Four Stages of Selling

It can take four to six months but more likely seven to nine months to sell a company, Taylor said. During that time, owners will go through four main stages:

  • Planning.
  • Buyer Search.
  • Deal Making.
  • Closing the deal.

We’ve already touched on planning and buyer search. Deal making can be complicated. For example, you may have signed a purchase agreement but it may not be binding. There’s still a layer of due diligence by the potential buyer.

And when you get to closing, there can be bumps in the road. For example, a company’s finances may not be what the seller thought they were or an investor with in the buyer’s group may back out for reasons that have nothing to do with the deal. Transferring licenses can take time, too.

What Buyers Look For

To help owners understand how to market their companies, Taylor spent time discussing the following nine key attributes that buyers look for in a potential acquisition.
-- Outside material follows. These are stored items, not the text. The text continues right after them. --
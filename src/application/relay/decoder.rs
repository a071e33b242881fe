//! Line decoder for upstream `data:` frames.
//!
//! Network chunks do not respect line boundaries, so bytes are buffered
//! until a newline arrives. Splitting happens on raw bytes, which keeps
//! multi-byte characters intact when a chunk ends mid-character.

use serde::Deserialize;

/// One decoded `data:` line.
#[derive(Debug, Clone, PartialEq, Eq)]
pub enum SseLine {
    Data(String),
    Done,
}

#[derive(Debug, Default)]
pub struct SseLineDecoder {
    buffer: Vec<u8>,
}

impl SseLineDecoder {
    pub fn new() -> Self {
        Self::default()
    }

    /// Feeds one network chunk, returning every complete line it finished.
    pub fn push(&mut self, chunk: &[u8]) -> Vec<SseLine> {
        self.buffer.extend_from_slice(chunk);
        let mut lines = Vec::new();
        while let Some(pos) = self.buffer.iter().position(|b| *b == b'\n') {
            let raw: Vec<u8> = self.buffer.drain(..=pos).collect();
            if let Some(line) = parse_line(&raw) {
                lines.push(line);
            }
        }
        lines
    }

    /// Flushes a trailing line left without a newline at end of stream.
    pub fn finish(&mut self) -> Option<SseLine> {
        let rest = std::mem::take(&mut self.buffer);
        parse_line(&rest)
    }
}

fn parse_line(raw: &[u8]) -> Option<SseLine> {
    let text = String::from_utf8_lossy(raw);
    let line = text.trim_end_matches(['\n', '\r']);
    let payload = line.strip_prefix("data:")?;
    let payload = payload.strip_prefix(' ').unwrap_or(payload);
    match payload.trim() {
        "" => None,
        "[DONE]" => Some(SseLine::Done),
        _ => Some(SseLine::Data(payload.to_string())),
    }
}

#[derive(Deserialize)]
struct ChunkPayload {
    #[serde(default)]
    choices: Vec<ChunkChoice>,
}

#[derive(Deserialize)]
struct ChunkChoice {
    #[serde(default)]
    delta: Option<ChunkDelta>,
}

#[derive(Deserialize)]
struct ChunkDelta {
    #[serde(default)]
    content: Option<String>,
}

/// Content delta carried by one chunk, if any.
///
/// Role-only and finish chunks carry no content and yield `Ok(None)`.
pub fn parse_delta(data: &str) -> Result<Option<String>, serde_json::Error> {
    let payload: ChunkPayload = serde_json::from_str(data)?;
    Ok(payload
        .choices
        .into_iter()
        .next()
        .and_then(|choice| choice.delta)
        .and_then(|delta| delta.content)
        .filter(|content| !content.is_empty()))
}

#[cfg(test)]
mod tests {
    use super::*;

    #[test]
    fn decodes_complete_lines() {
        let mut decoder = SseLineDecoder::new();
        let lines = decoder.push(b"data: {\"a\":1}\n\ndata: [DONE]\n\n");
        assert_eq!(
            lines,
            vec![SseLine::Data("{\"a\":1}".to_string()), SseLine::Done]
        );
    }

    #[test]
    fn buffers_lines_split_across_chunks() {
        let mut decoder = SseLineDecoder::new();
        assert!(decoder.push(b"data: {\"choi").is_empty());
        assert!(decoder.push(b"ces\":[]}").is_empty());
        assert_eq!(
            decoder.push(b"\n"),
            vec![SseLine::Data("{\"choices\":[]}".to_string())]
        );
    }

    #[test]
    fn keeps_multibyte_characters_split_across_chunks() {
        let bytes = "data: {\"c\":\"é\"}\n".as_bytes();
        let split = bytes.iter().position(|b| *b == 0xC3).unwrap() + 1;

        let mut decoder = SseLineDecoder::new();
        assert!(decoder.push(&bytes[..split]).is_empty());
        assert_eq!(
            decoder.push(&bytes[split..]),
            vec![SseLine::Data("{\"c\":\"é\"}".to_string())]
        );
    }

    #[test]
    fn ignores_comments_and_other_fields() {
        let mut decoder = SseLineDecoder::new();
        let lines = decoder.push(b": keep-alive\r\nevent: ping\r\ndata:{}\r\n");
        assert_eq!(lines, vec![SseLine::Data("{}".to_string())]);
    }

    #[test]
    fn finish_flushes_unterminated_line() {
        let mut decoder = SseLineDecoder::new();
        decoder.push(b"data: [DONE]");
        assert_eq!(decoder.finish(), Some(SseLine::Done));
        assert_eq!(decoder.finish(), None);
    }

    #[test]
    fn extracts_content_delta() {
        let data = r#"{"choices":[{"delta":{"content":"Hel"},"finish_reason":null}]}"#;
        assert_eq!(parse_delta(data).unwrap(), Some("Hel".to_string()));
    }

    #[test]
    fn role_and_finish_chunks_have_no_content() {
        assert_eq!(
            parse_delta(r#"{"choices":[{"delta":{"role":"assistant"}}]}"#).unwrap(),
            None
        );
        assert_eq!(
            parse_delta(r#"{"choices":[{"delta":{},"finish_reason":"stop"}]}"#).unwrap(),
            None
        );
    }

    #[test]
    fn malformed_json_is_an_error() {
        assert!(parse_delta("{not json").is_err());
    }
}
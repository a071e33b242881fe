//! Bounded per-request event channel.

use tokio::sync::mpsc;
use tokio_util::sync::{CancellationToken, DropGuard};

use crate::domain::stream::StreamEvent;

/// Sending half of a request's event stream.
///
/// Owns the request's cancellation token: when the receiver is dropped
/// (client disconnect) the token is cancelled. At most one terminal event
/// is ever delivered; anything emitted after it is dropped.
pub struct EventSink {
    tx: mpsc::Sender<StreamEvent>,
    cancel: CancellationToken,
    terminal_sent: bool,
    _watcher: DropGuard,
}

impl EventSink {
    pub fn channel(capacity: usize) -> (Self, mpsc::Receiver<StreamEvent>) {
        let (tx, rx) = mpsc::channel(capacity.max(1));
        let cancel = CancellationToken::new();
        let finished = CancellationToken::new();

        let watched = tx.clone();
        let client_gone = cancel.clone();
        let done = finished.clone();
        tokio::spawn(async move {
            tokio::select! {
                _ = watched.closed() => client_gone.cancel(),
                _ = done.cancelled() => {}
            }
        });

        let sink = Self {
            tx,
            cancel,
            terminal_sent: false,
            _watcher: finished.drop_guard(),
        };
        (sink, rx)
    }

    /// Sends one event. Returns `false` if it was not delivered.
    pub async fn emit(&mut self, event: StreamEvent) -> bool {
        if self.terminal_sent {
            tracing::debug!(event = event.name(), "dropping event after terminal");
            return false;
        }
        let terminal = event.is_terminal();
        if self.tx.send(event).await.is_err() {
            self.cancel.cancel();
            return false;
        }
        if terminal {
            self.terminal_sent = true;
        }
        true
    }

    pub fn cancellation(&self) -> CancellationToken {
        self.cancel.clone()
    }

    pub fn is_cancelled(&self) -> bool {
        self.cancel.is_cancelled()
    }

    pub fn terminal_sent(&self) -> bool {
        self.terminal_sent
    }
}

#[cfg(test)]
mod tests {
    use super::*;
    use std::time::Duration;

    #[tokio::test]
    async fn events_arrive_in_order() {
        let (mut sink, mut rx) = EventSink::channel(8);
        assert!(sink.emit(StreamEvent::Start).await);
        assert!(sink.emit(StreamEvent::status("thinking")).await);
        drop(sink);

        assert_eq!(rx.recv().await, Some(StreamEvent::Start));
        assert_eq!(rx.recv().await, Some(StreamEvent::status("thinking")));
        assert_eq!(rx.recv().await, None);
    }

    #[tokio::test]
    async fn only_one_terminal_event_is_delivered() {
        let (mut sink, mut rx) = EventSink::channel(8);
        assert!(sink.emit(StreamEvent::error("first", 10)).await);
        assert!(!sink.emit(StreamEvent::error("second", 20)).await);
        assert!(sink.terminal_sent());
        drop(sink);

        assert_eq!(rx.recv().await, Some(StreamEvent::error("first", 10)));
        assert_eq!(rx.recv().await, None);
    }

    #[tokio::test]
    async fn dropping_receiver_cancels_request() {
        let (sink, rx) = EventSink::channel(8);
        let token = sink.cancellation();
        drop(rx);

        tokio::time::timeout(Duration::from_secs(1), token.cancelled())
            .await
            .unwrap();
        assert!(sink.is_cancelled());
    }

    #[tokio::test]
    async fn emit_after_disconnect_fails() {
        let (mut sink, rx) = EventSink::channel(8);
        drop(rx);
        assert!(!sink.emit(StreamEvent::Start).await);
        assert!(sink.is_cancelled());
    }
}
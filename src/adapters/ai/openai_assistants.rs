//! OpenAI Assistants adapter for the asynchronous run transport.
//!
//! Each backend instance id is an assistant id. Threads are created on
//! demand, messages appended, and runs polled by the run poller through
//! [`AssistantRunsProvider::get_run`].

use async_trait::async_trait;
use reqwest::{Client, RequestBuilder};
use serde::de::DeserializeOwned;
use serde::{Deserialize, Serialize};

use super::openai_config::{build_client, check_status, OpenAIConfig};
use crate::domain::foundation::{RunId, ThreadId};
use crate::domain::run::{PendingToolCall, RunSnapshot, RunStatus, ToolOutput};
use crate::ports::{AssistantRunsProvider, InstanceCredentials, ProviderError};

/// OpenAI Assistants API provider.
pub struct OpenAIAssistantsProvider {
    config: OpenAIConfig,
    client: Client,
}

impl OpenAIAssistantsProvider {
    pub fn new(config: OpenAIConfig) -> Result<Self, ProviderError> {
        let client = build_client(Client::builder().timeout(config.timeout))?;
        Ok(Self { config, client })
    }

    fn request(
        &self,
        builder: RequestBuilder,
        credentials: &InstanceCredentials,
    ) -> Result<RequestBuilder, ProviderError> {
        let builder = builder.header("OpenAI-Beta", self.config.assistants_beta.as_str());
        self.config.authorize(builder, credentials)
    }

    async fn send<T: DeserializeOwned>(
        &self,
        builder: RequestBuilder,
    ) -> Result<T, ProviderError> {
        let response = builder.send().await.map_err(|e| {
            if e.is_timeout() {
                ProviderError::Timeout {
                    timeout_secs: self.config.timeout.as_secs(),
                }
            } else {
                ProviderError::from(e)
            }
        })?;
        let response = check_status(response).await?;
        response
            .json()
            .await
            .map_err(|e| ProviderError::parse(format!("failed to parse response: {}", e)))
    }
}

#[async_trait]
impl AssistantRunsProvider for OpenAIAssistantsProvider {
    async fn create_thread(
        &self,
        credentials: &InstanceCredentials,
    ) -> Result<ThreadId, ProviderError> {
        let builder = self
            .client
            .post(self.config.url("threads"))
            .json(&serde_json::json!({}));
        let thread: IdObject = self.send(self.request(builder, credentials)?).await?;
        ThreadId::new(thread.id).map_err(|e| ProviderError::parse(e.to_string()))
    }

    async fn add_message(
        &self,
        credentials: &InstanceCredentials,
        thread_id: &ThreadId,
        content: &str,
    ) -> Result<(), ProviderError> {
        let builder = self
            .client
            .post(self.config.url(&format!("threads/{}/messages", thread_id)))
            .json(&NewMessage {
                role: "user",
                content,
            });
        let _: IdObject = self.send(self.request(builder, credentials)?).await?;
        Ok(())
    }

    async fn create_run(
        &self,
        credentials: &InstanceCredentials,
        thread_id: &ThreadId,
        instructions: Option<&str>,
    ) -> Result<(RunId, RunStatus), ProviderError> {
        let builder = self
            .client
            .post(self.config.url(&format!("threads/{}/runs", thread_id)))
            .json(&NewRun {
                assistant_id: credentials.instance_id.as_str(),
                additional_instructions: instructions,
            });
        let run: RunObject = self.send(self.request(builder, credentials)?).await?;
        let run_id = RunId::new(run.id).map_err(|e| ProviderError::parse(e.to_string()))?;
        Ok((run_id, run.status))
    }

    async fn get_run(
        &self,
        credentials: &InstanceCredentials,
        thread_id: &ThreadId,
        run_id: &RunId,
    ) -> Result<RunSnapshot, ProviderError> {
        let builder = self
            .client
            .get(self.config.url(&format!("threads/{}/runs/{}", thread_id, run_id)));
        let run: RunObject = self.send(self.request(builder, credentials)?).await?;
        Ok(run.into_snapshot())
    }

    async fn submit_tool_outputs(
        &self,
        credentials: &InstanceCredentials,
        thread_id: &ThreadId,
        run_id: &RunId,
        outputs: Vec<ToolOutput>,
    ) -> Result<(), ProviderError> {
        let builder = self
            .client
            .post(self.config.url(&format!(
                "threads/{}/runs/{}/submit_tool_outputs",
                thread_id, run_id
            )))
            .json(&ToolOutputsBody {
                tool_outputs: outputs,
            });
        let _: IdObject = self.send(self.request(builder, credentials)?).await?;
        Ok(())
    }

    async fn latest_assistant_message(
        &self,
        credentials: &InstanceCredentials,
        thread_id: &ThreadId,
        run_id: &RunId,
    ) -> Result<Option<String>, ProviderError> {
        let builder = self
            .client
            .get(self.config.url(&format!("threads/{}/messages", thread_id)))
            .query(&[("run_id", run_id.as_str()), ("order", "desc"), ("limit", "10")]);
        let list: MessageList = self.send(self.request(builder, credentials)?).await?;
        Ok(list.assistant_text())
    }
}

// ----- Assistants API Types -----

#[derive(Debug, Deserialize)]
struct IdObject {
    id: String,
}

#[derive(Debug, Serialize)]
struct NewMessage<'a> {
    role: &'a str,
    content: &'a str,
}

#[derive(Debug, Serialize)]
struct NewRun<'a> {
    assistant_id: &'a str,
    #[serde(skip_serializing_if = "Option::is_none")]
    additional_instructions: Option<&'a str>,
}

#[derive(Debug, Serialize)]
struct ToolOutputsBody {
    tool_outputs: Vec<ToolOutput>,
}

#[derive(Debug, Deserialize)]
struct RunObject {
    id: String,
    status: RunStatus,
    #[serde(default)]
    required_action: Option<RequiredAction>,
    #[serde(default)]
    last_error: Option<RunError>,
}

impl RunObject {
    fn into_snapshot(self) -> RunSnapshot {
        let pending_tool_calls = self
            .required_action
            .map(|action| {
                action
                    .submit_tool_outputs
                    .tool_calls
                    .into_iter()
                    .map(|call| PendingToolCall {
                        id: call.id,
                        function_name: call.function.map(|f| f.name).unwrap_or_default(),
                    })
                    .collect()
            })
            .unwrap_or_default();

        RunSnapshot {
            status: self.status,
            pending_tool_calls,
            last_error: self.last_error.map(|e| e.message),
        }
    }
}

#[derive(Debug, Deserialize)]
struct RequiredAction {
    submit_tool_outputs: SubmitToolOutputs,
}

#[derive(Debug, Deserialize)]
struct SubmitToolOutputs {
    #[serde(default)]
    tool_calls: Vec<ToolCall>,
}

#[derive(Debug, Deserialize)]
struct ToolCall {
    id: String,
    #[serde(default)]
    function: Option<ToolFunction>,
}

#[derive(Debug, Deserialize)]
struct ToolFunction {
    name: String,
}

#[derive(Debug, Deserialize)]
struct RunError {
    message: String,
}

#[derive(Debug, Deserialize)]
struct MessageList {
    data: Vec<ThreadMessage>,
}

impl MessageList {
    /// Text of the newest assistant message, parts joined in order.
    fn assistant_text(self) -> Option<String> {
        self.data
            .into_iter()
            .find(|m| m.role == "assistant")
            .map(|m| {
                m.content
                    .into_iter()
                    .filter_map(|part| part.text.map(|t| t.value))
                    .collect::<Vec<_>>()
                    .join("\n")
            })
            .filter(|text| !text.trim().is_empty())
    }
}

#[derive(Debug, Deserialize)]
struct ThreadMessage {
    role: String,
    #[serde(default)]
    content: Vec<MessageContent>,
}

#[derive(Debug, Deserialize)]
struct MessageContent {
    #[serde(default)]
    text: Option<MessageText>,
}

#[derive(Debug, Deserialize)]
struct MessageText {
    value: String,
}
//! Conversation cache port.
//!
//! Maps a (user, logical agent) key to the remote thread carrying that
//! conversation. The in-memory adapter serves a single process; the Redis
//! adapter lets several gateway processes share handles without changing
//! any call site.
//!
//! # Contract
//!
//! - `get` returns a handle only while it is live and records the hit
//!   (`last_used_at`, `use_count`). Expired entries are left for `cleanup`.
//! - `set` always overwrites; concurrent misses are last-write-wins.
//! - `cleanup` drops expired handles and handles never reused within the
//!   idle window, returning how many were removed.

use async_trait::async_trait;

use crate::domain::conversation::{CacheKey, ConversationHandle};
use crate::domain::foundation::{AgentId, ThreadId};

#[async_trait]
pub trait ConversationCache: Send + Sync {
    async fn get(&self, key: &CacheKey) -> Result<Option<ConversationHandle>, CacheError>;

    async fn set(
        &self,
        key: &CacheKey,
        remote_thread_id: ThreadId,
        agent_type: AgentId,
    ) -> Result<ConversationHandle, CacheError>;

    async fn cleanup(&self) -> Result<usize, CacheError>;

    /// Number of entries currently held (live or not yet swept).
    async fn len(&self) -> Result<usize, CacheError>;
}

/// Cache backend errors.
#[derive(Debug, Clone, PartialEq, Eq, thiserror::Error)]
pub enum CacheError {
    #[error("cache backend unavailable: {0}")]
    Unavailable(String),

    #[error("corrupt cache entry: {0}")]
    Corrupt(String),
}
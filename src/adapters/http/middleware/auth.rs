//! Authentication middleware and extractors for axum.
//!
//! This module provides:
//! - `auth_middleware` - Layer that validates Bearer tokens and records the result
//! - `Authentication` - Extractor yielding the user or the auth failure
//! - `RequireAuth` - Extractor that rejects unauthenticated requests with 401
//!
//! # Architecture
//!
//! The middleware uses the `SessionValidator` port, keeping it provider-agnostic.
//! It never rejects a request itself: chat handlers must be able to report an
//! auth failure as an SSE `error` event, so the outcome is left in extensions.
//!
//! ```text
//! Request → auth_middleware → AuthenticatedUser | AuthFailure in extensions
//!                                      ↓
//!                   Handler → Authentication / RequireAuth extractor
//! ```

use std::sync::Arc;

use axum::{
    extract::{Request, State},
    http::{header, StatusCode},
    middleware::Next,
    response::{IntoResponse, Response},
    Json,
};

use crate::domain::foundation::{AuthError, AuthenticatedUser};
use crate::ports::SessionValidator;

/// Auth middleware state - wraps the session validator.
pub type AuthState = Arc<dyn SessionValidator>;

/// Why a request is not authenticated, as recorded by the middleware.
#[derive(Debug, Clone)]
pub struct AuthFailure(pub AuthError);

/// Authentication middleware that validates Bearer tokens.
///
/// Expects the token in the `Authorization` header with `Bearer` prefix:
/// ```text
/// Authorization: Bearer <token>
/// ```
pub async fn auth_middleware(
    State(validator): State<AuthState>,
    mut request: Request,
    next: Next,
) -> Response {
    let token = bearer_token(&request);

    let outcome = match token {
        Some(token) => validator.validate(token).await,
        None => Err(AuthError::MissingToken),
    };

    match outcome {
        Ok(user) => {
            request.extensions_mut().insert(user);
        }
        Err(e) => {
            if let AuthError::ServiceUnavailable(msg) = &e {
                tracing::error!("Auth service unavailable: {}", msg);
            } else {
                tracing::debug!(error = %e, "request not authenticated");
            }
            request.extensions_mut().insert(AuthFailure(e));
        }
    }
    next.run(request).await
}

fn bearer_token(request: &Request) -> Option<&str> {
    request
        .headers()
        .get(header::AUTHORIZATION)
        .and_then(|h| h.to_str().ok())
        .and_then(|h| h.strip_prefix("Bearer "))
        .map(str::trim)
        .filter(|t| !t.is_empty())
}

fn read_outcome(extensions: &axum::http::Extensions) -> Result<AuthenticatedUser, AuthError> {
    if let Some(user) = extensions.get::<AuthenticatedUser>() {
        return Ok(user.clone());
    }
    Err(extensions
        .get::<AuthFailure>()
        .map(|failure| failure.0.clone())
        .unwrap_or(AuthError::MissingToken))
}

/// Extractor carrying the authentication outcome.
///
/// Never rejects; the handler decides how to report a failure.
#[derive(Debug, Clone)]
pub struct Authentication(pub Result<AuthenticatedUser, AuthError>);

impl<S> axum::extract::FromRequestParts<S> for Authentication
where
    S: Send + Sync,
{
    type Rejection = std::convert::Infallible;

    fn from_request_parts<'life0, 'life1, 'async_trait>(
        parts: &'life0 mut axum::http::request::Parts,
        _state: &'life1 S,
    ) -> std::pin::Pin<
        Box<dyn std::future::Future<Output = Result<Self, Self::Rejection>> + Send + 'async_trait>,
    >
    where
        'life0: 'async_trait,
        'life1: 'async_trait,
        Self: 'async_trait,
    {
        Box::pin(async move { Ok(Authentication(read_outcome(&parts.extensions))) })
    }
}

/// Extractor that requires authentication.
#[derive(Debug, Clone)]
pub struct RequireAuth(pub AuthenticatedUser);

impl<S> axum::extract::FromRequestParts<S> for RequireAuth
where
    S: Send + Sync,
{
    type Rejection = AuthRejection;

    fn from_request_parts<'life0, 'life1, 'async_trait>(
        parts: &'life0 mut axum::http::request::Parts,
        _state: &'life1 S,
    ) -> std::pin::Pin<
        Box<dyn std::future::Future<Output = Result<Self, Self::Rejection>> + Send + 'async_trait>,
    >
    where
        'life0: 'async_trait,
        'life1: 'async_trait,
        Self: 'async_trait,
    {
        Box::pin(async move {
            read_outcome(&parts.extensions)
                .map(RequireAuth)
                .map_err(AuthRejection)
        })
    }
}

/// Rejection type for authentication failures.
#[derive(Debug, Clone)]
pub struct AuthRejection(pub AuthError);

impl IntoResponse for AuthRejection {
    fn into_response(self) -> Response {
        let (status, message) = match self.0 {
            AuthError::MissingToken => (StatusCode::UNAUTHORIZED, "Authentication required"),
            AuthError::TokenExpired => (StatusCode::UNAUTHORIZED, "Token expired"),
            AuthError::InvalidToken => (StatusCode::UNAUTHORIZED, "Invalid token"),
            AuthError::ServiceUnavailable(_) => (
                StatusCode::SERVICE_UNAVAILABLE,
                "Authentication service unavailable",
            ),
        };

        (status, Json(serde_json::json!({ "error": message }))).into_response()
    }
}

#[cfg(test)]
mod tests {
    use super::*;
    use crate::adapters::auth::MockSessionValidator;
    use crate::domain::foundation::UserId;
    use axum::body::Body;
    use axum::extract::FromRequestParts;
    use axum::routing::get;
    use axum::{middleware, Router};
    use tower::ServiceExt;

    fn test_user() -> AuthenticatedUser {
        AuthenticatedUser::new(
            UserId::new("user-123").unwrap(),
            Some("test@example.com".to_string()),
            Some("Test User".to_string()),
        )
    }

    async fn whoami(Authentication(outcome): Authentication) -> String {
        match outcome {
            Ok(user) => user.id.to_string(),
            Err(e) => format!("denied: {e:?}"),
        }
    }

    fn app(validator: MockSessionValidator) -> Router {
        let state: AuthState = Arc::new(validator);
        Router::new()
            .route("/whoami", get(whoami))
            .layer(middleware::from_fn_with_state(state, auth_middleware))
    }

    async fn call(app: Router, auth: Option<&str>) -> String {
        let mut builder = axum::http::Request::builder().uri("/whoami");
        if let Some(value) = auth {
            builder = builder.header("Authorization", value);
        }
        let response = app.oneshot(builder.body(Body::empty()).unwrap()).await.unwrap();
        assert_eq!(response.status(), StatusCode::OK);
        let bytes = axum::body::to_bytes(response.into_body(), usize::MAX)
            .await
            .unwrap();
        String::from_utf8(bytes.to_vec()).unwrap()
    }

    // ════════════════════════════════════════════════════════════════════════════
    // Middleware Tests
    // ════════════════════════════════════════════════════════════════════════════

    #[tokio::test]
    async fn valid_token_records_user() {
        let validator = MockSessionValidator::new().with_user("good", test_user());
        assert_eq!(call(app(validator), Some("Bearer good")).await, "user-123");
    }

    #[tokio::test]
    async fn missing_header_records_missing_token() {
        let body = call(app(MockSessionValidator::new()), None).await;
        assert_eq!(body, "denied: MissingToken");
    }

    #[tokio::test]
    async fn non_bearer_scheme_is_missing_token() {
        let body = call(app(MockSessionValidator::new()), Some("Basic dXNlcjpwYXNz")).await;
        assert_eq!(body, "denied: MissingToken");
    }

    #[tokio::test]
    async fn unknown_token_records_invalid_token() {
        let body = call(app(MockSessionValidator::new()), Some("Bearer nope")).await;
        assert_eq!(body, "denied: InvalidToken");
    }

    // ════════════════════════════════════════════════════════════════════════════
    // Extractor Tests
    // ════════════════════════════════════════════════════════════════════════════

    #[tokio::test]
    async fn require_auth_extracts_user_from_extensions() {
        let mut request: axum::http::Request<()> =
            axum::http::Request::builder().uri("/test").body(()).unwrap();
        request.extensions_mut().insert(test_user());
        let (mut parts, _body) = request.into_parts();

        let RequireAuth(user) = RequireAuth::from_request_parts(&mut parts, &()).await.unwrap();
        assert_eq!(user.email.as_deref(), Some("test@example.com"));
    }

    #[tokio::test]
    async fn require_auth_surfaces_recorded_failure() {
        let mut request: axum::http::Request<()> =
            axum::http::Request::builder().uri("/test").body(()).unwrap();
        request
            .extensions_mut()
            .insert(AuthFailure(AuthError::TokenExpired));
        let (mut parts, _body) = request.into_parts();

        let result = RequireAuth::from_request_parts(&mut parts, &()).await;
        assert!(matches!(result, Err(AuthRejection(AuthError::TokenExpired))));
    }

    #[test]
    fn rejection_status_codes() {
        assert_eq!(
            AuthRejection(AuthError::MissingToken).into_response().status(),
            StatusCode::UNAUTHORIZED
        );
        assert_eq!(
            AuthRejection(AuthError::service_unavailable("down"))
                .into_response()
                .status(),
            StatusCode::SERVICE_UNAVAILABLE
        );
    }
}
      Skilled management/employees: They will want bench strength so that if you leave, the company will still operate well. So owners need to develop their employees to take over responsibilities.
      Growth potential: They would want to understand what steps you think the company needs to take to grow the business. It could be more financing, new skills among management, expansion into new geographies or parts of the business.
      Transferability: Buyers will want to know that the business isn’t only the owner or one other key employee. This goes back to having a skilled management team and employees.
      Flexible terms: They may be interested in seller financing. The reason: Not just because that may be easier to secure than a bank loan or SBA loan. Seller financing shows that the seller believes in the future of the company because the owner still has some skin in the game.
      Motivated seller: They don’t want a seller who backs out at the last minute, after a lot of time and effort to close the deal. At the same time, they may not want a desperate seller, either, because that can be a red flag about the business’ prospects.
      Valuation and selling price: Potential buyers will be concerned about overpaying for an acquisition. According to the Harvard Business Review, there is not necessarily a correlation between premium paid and one- or two-year returns on the business – so buyers will be looking for reassurance that they’re not overpaying.
      Potential for the business: Buyers want a business that has a future. That’s certainly not an issue for CROs and CMOs as it would be an industry more on the way out, the equivalence of a buggy whip company. Forbes recently profiled a former life sciences executive who loved high-end watches, purchased a sleepy watch company and transformed it into an innovation leader, now worth many times the purchase price. For that reason, it’s important that sellers understand what the buyer is looking to do with the business.

Lincoln Taylor, a broker in New Hampshire, discussed buying and selling CROs and CMOs at a recent event.

Four Steps When Buying a Business

For those looking to buy an existing business, Taylor said there are four stops to consider:

  • Assess your qualifications.
  • Search for the best businesses.
  • Make a deal.
  • Close the deal.

Closing the deal is important, whether you’re selling or buying. Even at the 11th hour, a deal could collapse, even if both parties are motivated to make it happen.

Selling or buying a company is not easy, and Taylor did not discuss what to do after you’ve sold or after you’ve purchased a company. Brokers can help sellers and buyers navigate the process, and hold your hand during the rough patches that may occur during the due diligence.